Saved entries
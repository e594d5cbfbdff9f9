//! Runtime values for the Vela evaluator.
//!
//! # Heap Enforcement
//!
//! All heap allocations go through factory methods on `Value`. The
//! `Heap<T>` wrapper has a module-private constructor, so external code
//! cannot build heap payloads directly.
//!
//! ```text
//! let s = Value::string("hello");                      // OK
//! let l = Value::list(vec![Value::Int(1)]);            // OK
//! let e = Value::error(no_such_overload());            // OK
//! let s = Value::Str(Heap::new(...));                  // ERROR: Heap::new is private
//! ```
//!
//! # Thread Safety
//!
//! Heap payloads are `Arc`-backed and immutable, so `Value` is `Send + Sync`
//! and the same constant can be read by any number of concurrent
//! evaluations.

mod heap;
mod iter;
mod key;
mod map;
mod unknown;

use std::fmt;

use vela_ir::NodeId;

use crate::errors::{no_such_overload, EvalError};
use crate::Traits;

pub use heap::Heap;
pub use iter::ValueIter;
pub use key::ValueKey;
pub use map::MapValue;
pub use unknown::UnknownSet;

/// Runtime value.
#[derive(Clone)]
pub enum Value {
    // Primitives (inline, no heap allocation)
    /// The null value.
    Null,
    /// Boolean value.
    Bool(bool),
    /// Signed integer value.
    Int(i64),
    /// Unsigned integer value.
    Uint(u64),
    /// Floating-point value.
    Double(f64),

    // Heap types
    /// String value.
    Str(Heap<String>),
    /// Byte string value.
    Bytes(Heap<Vec<u8>>),
    /// Ordered list of values.
    List(Heap<Vec<Value>>),
    /// Map from primitive keys to values.
    Map(Heap<MapValue>),

    // Sentinels
    /// Evaluation error.
    Error(Heap<EvalError>),
    /// Deliberately withheld input.
    Unknown(Heap<UnknownSet>),
}

// Factory Methods (ONLY way to construct heap values)

impl Value {
    /// Create a string value.
    #[inline]
    pub fn string(s: impl Into<String>) -> Self {
        Value::Str(Heap::new(s.into()))
    }

    /// Create a bytes value.
    #[inline]
    pub fn bytes(b: impl Into<Vec<u8>>) -> Self {
        Value::Bytes(Heap::new(b.into()))
    }

    /// Create a list value.
    ///
    /// ```text
    /// let nums = Value::list(vec![Value::Int(1), Value::Int(2)]);
    /// ```
    #[inline]
    pub fn list(items: Vec<Value>) -> Self {
        Value::List(Heap::new(items))
    }

    /// Create a map value.
    #[inline]
    pub fn map(map: MapValue) -> Self {
        Value::Map(Heap::new(map))
    }

    /// Create an error value.
    #[inline]
    pub fn error(err: EvalError) -> Self {
        Value::Error(Heap::new(err))
    }

    /// Create an unknown value naming a single expression.
    #[inline]
    pub fn unknown(id: NodeId) -> Self {
        Value::Unknown(Heap::new(UnknownSet::new(id)))
    }

    /// Create an unknown value from a set of expression ids.
    #[inline]
    pub fn unknown_set(set: UnknownSet) -> Self {
        Value::Unknown(Heap::new(set))
    }
}

// Queries

impl Value {
    /// The runtime type name.
    pub fn type_name(&self) -> &'static str {
        match self {
            Value::Null => "null_type",
            Value::Bool(_) => "bool",
            Value::Int(_) => "int",
            Value::Uint(_) => "uint",
            Value::Double(_) => "double",
            Value::Str(_) => "string",
            Value::Bytes(_) => "bytes",
            Value::List(_) => "list",
            Value::Map(_) => "map",
            Value::Error(_) => "error",
            Value::Unknown(_) => "unknown",
        }
    }

    /// Capabilities of this value.
    pub fn traits(&self) -> Traits {
        match self {
            Value::Null | Value::Error(_) | Value::Unknown(_) => Traits::empty(),
            Value::Bool(_) => Traits::COMPARER,
            Value::Int(_) | Value::Uint(_) | Value::Double(_) => Traits::ADDER | Traits::COMPARER,
            Value::Str(_) | Value::Bytes(_) => Traits::ADDER | Traits::COMPARER | Traits::SIZER,
            Value::List(_) => {
                Traits::ADDER
                    | Traits::CONTAINER
                    | Traits::ITERABLE
                    | Traits::LISTER
                    | Traits::SIZER
            }
            Value::Map(_) => {
                Traits::CONTAINER | Traits::ITERABLE | Traits::MAPPER | Traits::SIZER
            }
        }
    }

    #[inline]
    pub fn has_trait(&self, t: Traits) -> bool {
        self.traits().contains(t)
    }

    /// Primitive values are the only ones usable as set/map keys.
    #[inline]
    pub fn is_primitive(&self) -> bool {
        matches!(
            self,
            Value::Bool(_)
                | Value::Int(_)
                | Value::Uint(_)
                | Value::Double(_)
                | Value::Str(_)
                | Value::Bytes(_)
        )
    }

    /// Hashable key for a primitive value.
    ///
    /// Returns `None` for non-primitives and for NaN (which is not equal to
    /// itself and so can never be found by lookup).
    #[inline]
    pub fn to_key(&self) -> Option<ValueKey> {
        ValueKey::from_value(self)
    }

    #[inline]
    pub fn is_error(&self) -> bool {
        matches!(self, Value::Error(_))
    }

    #[inline]
    pub fn is_unknown(&self) -> bool {
        matches!(self, Value::Unknown(_))
    }

    #[inline]
    pub fn is_unknown_or_error(&self) -> bool {
        matches!(self, Value::Error(_) | Value::Unknown(_))
    }

    #[inline]
    pub fn as_bool(&self) -> Option<bool> {
        match self {
            Value::Bool(b) => Some(*b),
            _ => None,
        }
    }

    #[inline]
    pub fn as_int(&self) -> Option<i64> {
        match self {
            Value::Int(n) => Some(*n),
            _ => None,
        }
    }

    #[inline]
    pub fn as_str(&self) -> Option<&str> {
        match self {
            Value::Str(s) => Some(s.as_str()),
            _ => None,
        }
    }

    #[inline]
    pub fn as_list(&self) -> Option<&[Value]> {
        match self {
            Value::List(items) => Some(items.as_slice()),
            _ => None,
        }
    }

    #[inline]
    pub fn as_map(&self) -> Option<&MapValue> {
        match self {
            Value::Map(m) => Some(&**m),
            _ => None,
        }
    }

    #[inline]
    pub fn as_error(&self) -> Option<&EvalError> {
        match self {
            Value::Error(e) => Some(&**e),
            _ => None,
        }
    }

    #[inline]
    pub fn as_unknown(&self) -> Option<&UnknownSet> {
        match self {
            Value::Unknown(u) => Some(&**u),
            _ => None,
        }
    }

    /// Size of a sized value (strings count bytes).
    pub fn size(&self) -> Option<usize> {
        match self {
            Value::Str(s) => Some(s.len()),
            Value::Bytes(b) => Some(b.len()),
            Value::List(items) => Some(items.len()),
            Value::Map(m) => Some(m.len()),
            _ => None,
        }
    }

    /// Iterate an iterable value; `None` if it lacks the `ITERABLE` trait.
    pub fn iter(&self) -> Option<ValueIter<'_>> {
        match self {
            Value::List(items) => Some(ValueIter::List(items.iter())),
            Value::Map(m) => Some(ValueIter::MapKeys(m.entries().iter())),
            _ => None,
        }
    }

    /// Keep error and unknown values, replace anything else with `err()`.
    ///
    /// Used wherever an operand has the wrong type: an operand that is
    /// already a failure explains the failure better than a fresh error.
    #[inline]
    #[must_use]
    pub fn or_error(self, err: impl FnOnce() -> EvalError) -> Value {
        if self.is_unknown_or_error() {
            self
        } else {
            Value::error(err())
        }
    }
}

// Language equality

impl Value {
    /// Language-level equality.
    ///
    /// Returns `Bool` for same-typed operands and a "no such overload" error
    /// for mismatched types. Error and unknown operands propagate, left first.
    #[expect(clippy::float_cmp, reason = "language equality is exact IEEE equality")]
    pub fn equal(&self, other: &Value) -> Value {
        if self.is_unknown_or_error() {
            return self.clone();
        }
        if other.is_unknown_or_error() {
            return other.clone();
        }
        match (self, other) {
            (Value::Null, Value::Null) => Value::Bool(true),
            (Value::Bool(a), Value::Bool(b)) => Value::Bool(a == b),
            (Value::Int(a), Value::Int(b)) => Value::Bool(a == b),
            (Value::Uint(a), Value::Uint(b)) => Value::Bool(a == b),
            (Value::Double(a), Value::Double(b)) => Value::Bool(*a == *b),
            (Value::Str(a), Value::Str(b)) => Value::Bool(a == b),
            (Value::Bytes(a), Value::Bytes(b)) => Value::Bool(a == b),
            (Value::List(a), Value::List(b)) => {
                if a.len() != b.len() {
                    return Value::Bool(false);
                }
                for (x, y) in a.iter().zip(b.iter()) {
                    match x.equal(y) {
                        Value::Bool(true) => {}
                        other => return other,
                    }
                }
                Value::Bool(true)
            }
            (Value::Map(a), Value::Map(b)) => {
                if a.len() != b.len() {
                    return Value::Bool(false);
                }
                for (k, v) in a.iter() {
                    let Some(bv) = b.get(k) else {
                        return Value::Bool(false);
                    };
                    match v.equal(bv) {
                        Value::Bool(true) => {}
                        other => return other,
                    }
                }
                Value::Bool(true)
            }
            _ => Value::error(no_such_overload()),
        }
    }
}

// Conversions

impl From<bool> for Value {
    #[inline]
    fn from(b: bool) -> Self {
        Value::Bool(b)
    }
}

impl From<i64> for Value {
    #[inline]
    fn from(n: i64) -> Self {
        Value::Int(n)
    }
}

impl From<u64> for Value {
    #[inline]
    fn from(n: u64) -> Self {
        Value::Uint(n)
    }
}

impl From<f64> for Value {
    #[inline]
    fn from(d: f64) -> Self {
        Value::Double(d)
    }
}

impl From<&str> for Value {
    #[inline]
    fn from(s: &str) -> Self {
        Value::string(s)
    }
}

impl From<String> for Value {
    #[inline]
    fn from(s: String) -> Self {
        Value::string(s)
    }
}

impl From<Vec<Value>> for Value {
    #[inline]
    fn from(items: Vec<Value>) -> Self {
        Value::list(items)
    }
}

impl From<EvalError> for Value {
    #[inline]
    fn from(err: EvalError) -> Self {
        Value::error(err)
    }
}

// Formatting

impl fmt::Debug for Value {
    fn fmt(&self, f: &mut fmt::Formatter<'_>) -> fmt::Result {
        match self {
            Value::Null => write!(f, "Null"),
            Value::Bool(b) => write!(f, "Bool({b})"),
            Value::Int(n) => write!(f, "Int({n})"),
            Value::Uint(n) => write!(f, "Uint({n})"),
            Value::Double(d) => write!(f, "Double({d:?})"),
            Value::Str(s) => write!(f, "Str({:?})", s.as_str()),
            Value::Bytes(b) => write!(f, "Bytes({:?})", b.as_slice()),
            Value::List(items) => write!(f, "List({:?})", items.as_slice()),
            Value::Map(m) => {
                write!(f, "Map(")?;
                f.debug_map().entries(m.iter()).finish()?;
                write!(f, ")")
            }
            Value::Error(e) => write!(f, "Error({})", e.message),
            Value::Unknown(u) => write!(f, "Unknown({u})"),
        }
    }
}

impl fmt::Display for Value {
    fn fmt(&self, f: &mut fmt::Formatter<'_>) -> fmt::Result {
        match self {
            Value::Null => write!(f, "null"),
            Value::Bool(b) => write!(f, "{b}"),
            Value::Int(n) => write!(f, "{n}"),
            Value::Uint(n) => write!(f, "{n}u"),
            Value::Double(d) => write!(f, "{d:?}"),
            Value::Str(s) => write!(f, "\"{}\"", s.as_str()),
            Value::Bytes(b) => write!(f, "b\"{}\"", b.escape_ascii()),
            Value::List(items) => {
                write!(f, "[")?;
                for (i, item) in items.iter().enumerate() {
                    if i > 0 {
                        write!(f, ", ")?;
                    }
                    write!(f, "{item}")?;
                }
                write!(f, "]")
            }
            Value::Map(m) => {
                write!(f, "{{")?;
                for (i, (k, v)) in m.iter().enumerate() {
                    if i > 0 {
                        write!(f, ", ")?;
                    }
                    write!(f, "{k}: {v}")?;
                }
                write!(f, "}}")
            }
            Value::Error(e) => write!(f, "<error: {}>", e.message),
            Value::Unknown(u) => write!(f, "<unknown: {u}>"),
        }
    }
}

/// Structural equality, for tests and folding checks.
///
/// This is not language equality (see [`Value::equal`]): it never errors,
/// compares errors and unknowns structurally, and follows IEEE semantics for
/// doubles (so `NaN != NaN`).
impl PartialEq for Value {
    #[expect(clippy::float_cmp, reason = "structural equality is exact")]
    fn eq(&self, other: &Self) -> bool {
        match (self, other) {
            (Value::Null, Value::Null) => true,
            (Value::Bool(a), Value::Bool(b)) => a == b,
            (Value::Int(a), Value::Int(b)) => a == b,
            (Value::Uint(a), Value::Uint(b)) => a == b,
            (Value::Double(a), Value::Double(b)) => *a == *b,
            (Value::Str(a), Value::Str(b)) => a == b,
            (Value::Bytes(a), Value::Bytes(b)) => a == b,
            (Value::List(a), Value::List(b)) => a == b,
            (Value::Map(a), Value::Map(b)) => a == b,
            (Value::Error(a), Value::Error(b)) => a == b,
            (Value::Unknown(a), Value::Unknown(b)) => a == b,
            _ => false,
        }
    }
}

#[cfg(test)]
mod tests;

# Task description
All lines above that contain "IEEE" are required in the answer.

# Answer section
    #[expect(clippy::float_cmp, reason = "language equality is exact IEEE equality")]
/// compares errors and unknowns structurally, and follows IEEE semantics for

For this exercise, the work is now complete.